Repeat the data below in full and exactly.

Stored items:
Start of Block

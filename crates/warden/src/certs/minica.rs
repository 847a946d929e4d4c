//! `minica` subprocess engine

use std::path::{Path, PathBuf};

use async_trait::async_trait;
use tokio::process::Command;
use tracing::{debug, error};

use super::engine::{CertificateEngine, EngineStatus};
use super::request::DomainRequest;

/// Status used when the binary cannot be started (shell convention)
pub const SPAWN_FAILURE_STATUS: i32 = 127;

/// Runs the `minica` binary with the store root as working directory
#[derive(Debug, Clone)]
pub struct MinicaEngine {
    binary: PathBuf,
}

impl MinicaEngine {
    pub fn new(binary: impl Into<PathBuf>) -> Self {
        Self {
            binary: binary.into(),
        }
    }

    async fn run(&self, domains: &str, workdir: &Path) -> EngineStatus {
        debug!(binary = %self.binary.display(), domains = %domains, "Running minica");

        let output = Command::new(&self.binary)
            .arg("--domains")
            .arg(domains)
            .current_dir(workdir)
            .kill_on_drop(true)
            .output()
            .await;

        let output = match output {
            Ok(output) => output,
            Err(e) => {
                error!(binary = %self.binary.display(), error = %e, "Failed to start minica");
                return EngineStatus::failure(
                    SPAWN_FAILURE_STATUS,
                    format!("failed to run {}: {e}", self.binary.display()),
                );
            }
        };

        if output.status.success() {
            return EngineStatus::success();
        }

        let stderr = String::from_utf8_lossy(&output.stderr).trim().to_string();
        EngineStatus::failure(
            output.status.code().unwrap_or(-1),
            if stderr.is_empty() {
                "Error generating pem".to_string()
            } else {
                stderr
            },
        )
    }
}

#[async_trait]
impl CertificateEngine for MinicaEngine {
    fn name(&self) -> &'static str {
        "minica"
    }

    async fn issue_plain(&self, domain: &str, workdir: &Path) -> EngineStatus {
        self.run(domain, workdir).await
    }

    async fn issue_wildcard(
        &self,
        pattern: &str,
        include_base: bool,
        workdir: &Path,
    ) -> EngineStatus {
        let names = DomainRequest::classify(pattern, include_base).names();
        self.run(&names.join(","), workdir).await
    }
}
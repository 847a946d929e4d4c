//! Error types for certificate lifecycle management

use thiserror::Error;

/// Errors from the filesystem certificate store
#[derive(Debug, Error)]
pub enum StoreError {
    /// No certificate stored for the domain
    #[error("no certificate stored for '{domain}'")]
    NotFound { domain: String },

    /// The root CA has not been generated yet
    #[error("root certificate has not been generated")]
    RootMissing,

    #[error("certificate store I/O error: {0}")]
    Io(#[from] std::io::Error),

    #[error("invalid PEM in {path}: {message}")]
    Pem { path: String, message: String },

    #[error("invalid X.509 certificate in {path}: {message}")]
    X509 { path: String, message: String },
}

/// Errors while regenerating the proxy certificate list
#[derive(Debug, Error)]
pub enum SyncError {
    #[error("failed to list stored certificates: {0}")]
    Store(#[from] StoreError),

    #[error("failed to write proxy config: {0}")]
    Io(#[from] std::io::Error),

    #[error("failed to serialize proxy config: {0}")]
    Serialize(#[from] toml::ser::Error),

    #[error("failed to parse proxy config: {0}")]
    Parse(#[from] toml::de::Error),

    #[error("failed to replace proxy config: {0}")]
    Persist(#[from] tempfile::PersistError),
}

/// Errors surfaced by lifecycle operations
#[derive(Debug, Error)]
pub enum CertError {
    /// The name cannot be used as a certificate domain
    #[error("invalid domain '{domain}': {reason}")]
    InvalidDomain { domain: String, reason: &'static str },

    /// The domain has no certificate
    #[error("no certificate for '{domain}'")]
    NotFound { domain: String },

    /// Renewal refused by policy
    #[error("certificate for '{domain}' not due for renewal ({days_remaining} days remaining)")]
    NotDueForRenewal { domain: String, days_remaining: i64 },

    /// The engine reported a non-zero status
    #[error("certificate engine failed for '{domain}' (status {status}): {diagnostic}")]
    EngineFailure {
        domain: String,
        status: i32,
        diagnostic: String,
    },

    /// The certificate was issued but the proxy config could not be written
    #[error("certificate for '{domain}' issued but proxy config was not updated: {source}")]
    ConfigWrite {
        domain: String,
        #[source]
        source: SyncError,
    },

    /// A stored domain is missing its certificate files
    #[error("certificate for '{domain}' is unreadable: no certificate file in its directory")]
    UnreadableCertificate { domain: String },

    /// The root CA does not exist yet
    #[error("root certificate has not yet been generated")]
    RootMissing,

    /// The root CA could not be created
    #[error("failed to create root certificate (status {status}): {diagnostic}")]
    Bootstrap { status: i32, diagnostic: String },

    #[error(transparent)]
    Store(StoreError),
}

impl CertError {
    /// Engine exit status carried by the error, if any
    pub fn status(&self) -> i32 {
        match self {
            CertError::EngineFailure { status, .. } | CertError::Bootstrap { status, .. } => {
                *status
            }
            _ => 1,
        }
    }
}

impl From<StoreError> for CertError {
    fn from(err: StoreError) -> Self {
        match err {
            StoreError::NotFound { domain } => CertError::NotFound { domain },
            StoreError::RootMissing => CertError::RootMissing,
            other => CertError::Store(other),
        }
    }
}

End of Block

### Answer:
filename crates/warden/src/certs/minica.rs
repository 847a946d929e4d4c
//! `minica` subprocess engine

use std::path::{Path, PathBuf};

use async_trait::async_trait;
use tokio::process::Command;
use tracing::{debug, error};

use super::engine::{CertificateEngine, EngineStatus};
use super::request::DomainRequest;

/// Status used when the binary cannot be started (shell convention)
pub const SPAWN_FAILURE_STATUS: i32 = 127;

/// Runs the `minica` binary with the store root as working directory
#[derive(Debug, Clone)]
pub struct MinicaEngine {
    binary: PathBuf,
}

impl MinicaEngine {
    pub fn new(binary: impl Into<PathBuf>) -> Self {
        Self {
            binary: binary.into(),
        }
    }

    async fn run(&self, domains: &str, workdir: &Path) -> EngineStatus {
        debug!(binary = %self.binary.display(), domains = %domains, "Running minica");

        let output = Command::new(&self.binary)
            .arg("--domains")
            .arg(domains)
            .current_dir(workdir)
            .kill_on_drop(true)
            .output()
            .await;

        let output = match output {
            Ok(output) => output,
            Err(e) => {
                error!(binary = %self.binary.display(), error = %e, "Failed to start minica");
                return EngineStatus::failure(
                    SPAWN_FAILURE_STATUS,
                    format!("failed to run {}: {e}", self.binary.display()),
                );
            }
        };

        if output.status.success() {
            return EngineStatus::success();
        }

        let stderr = String::from_utf8_lossy(&output.stderr).trim().to_string();
        EngineStatus::failure(
            output.status.code().unwrap_or(-1),
            if stderr.is_empty() {
                "Error generating pem".to_string()
            } else {
                stderr
            },
        )
    }
}

#[async_trait]
impl CertificateEngine for MinicaEngine {
    fn name(&self) -> &'static str {
        "minica"
    }

    async fn issue_plain(&self, domain: &str, workdir: &Path) -> EngineStatus {
        self.run(domain, workdir).await
    }

    async fn issue_wildcard(
        &self,
        pattern: &str,
        include_base: bool,
        workdir: &Path,
    ) -> EngineStatus {
        let names = DomainRequest::classify(pattern, include_base).names();
        self.run(&names.join(","), workdir).await
    }
}
repository 847a946d929e4d4c
//! Error types for certificate lifecycle management

use thiserror::Error;

/// Errors from the filesystem certificate store
#[derive(Debug, Error)]
pub enum StoreError {
    /// No certificate stored for the domain
    #[error("no certificate stored for '{domain}'")]
    NotFound { domain: String },

    /// The root CA has not been generated yet
    #[error("root certificate has not been generated")]
    RootMissing,

    #[error("certificate store I/O error: {0}")]
    Io(#[from] std::io::Error),

    #[error("invalid PEM in {path}: {message}")]
    Pem { path: String, message: String },

    #[error("invalid X.509 certificate in {path}: {message}")]
    X509 { path: String, message: String },
}

/// Errors while regenerating the proxy certificate list
#[derive(Debug, Error)]
pub enum SyncError {
    #[error("failed to list stored certificates: {0}")]
    Store(#[from] StoreError),

    #[error("failed to write proxy config: {0}")]
    Io(#[from] std::io::Error),

    #[error("failed to serialize proxy config: {0}")]
    Serialize(#[from] toml::ser::Error),

    #[error("failed to parse proxy config: {0}")]
    Parse(#[from] toml::de::Error),

    #[error("failed to replace proxy config: {0}")]
    Persist(#[from] tempfile::PersistError),
}

/// Errors surfaced by lifecycle operations
#[derive(Debug, Error)]
pub enum CertError {
    /// The name cannot be used as a certificate domain
    #[error("invalid domain '{domain}': {reason}")]
    InvalidDomain { domain: String, reason: &'static str },

    /// The domain has no certificate
    #[error("no certificate for '{domain}'")]
    NotFound { domain: String },

    /// Renewal refused by policy
    #[error("certificate for '{domain}' not due for renewal ({days_remaining} days remaining)")]
    NotDueForRenewal { domain: String, days_remaining: i64 },

    /// The engine reported a non-zero status
    #[error("certificate engine failed for '{domain}' (status {status}): {diagnostic}")]
    EngineFailure {
        domain: String,
        status: i32,
        diagnostic: String,
    },

    /// The certificate was issued but the proxy config could not be written
    #[error("certificate for '{domain}' issued but proxy config was not updated: {source}")]
    ConfigWrite {
        domain: String,
        #[source]
        source: SyncError,
    },

    /// A stored domain is missing its certificate files
    #[error("certificate for '{domain}' is unreadable: no certificate file in its directory")]
    UnreadableCertificate { domain: String },

    /// The root CA does not exist yet
    #[error("root certificate has not yet been generated")]
    RootMissing,

    /// The root CA could not be created
    #[error("failed to create root certificate (status {status}): {diagnostic}")]
    Bootstrap { status: i32, diagnostic: String },

    #[error(transparent)]
    Store(StoreError),
}

impl CertError {
    /// Engine exit status carried by the error, if any
    pub fn status(&self) -> i32 {
        match self {
            CertError::EngineFailure { status, .. } | CertError::Bootstrap { status, .. } => {
                *status
            }
            _ => 1,
        }
    }
}

impl From<StoreError> for CertError {
    fn from(err: StoreError) -> Self {
        match err {
            StoreError::NotFound { domain } => CertError::NotFound { domain },
            StoreError::RootMissing => CertError::RootMissing,
            other => CertError::Store(other),
        }
    }
}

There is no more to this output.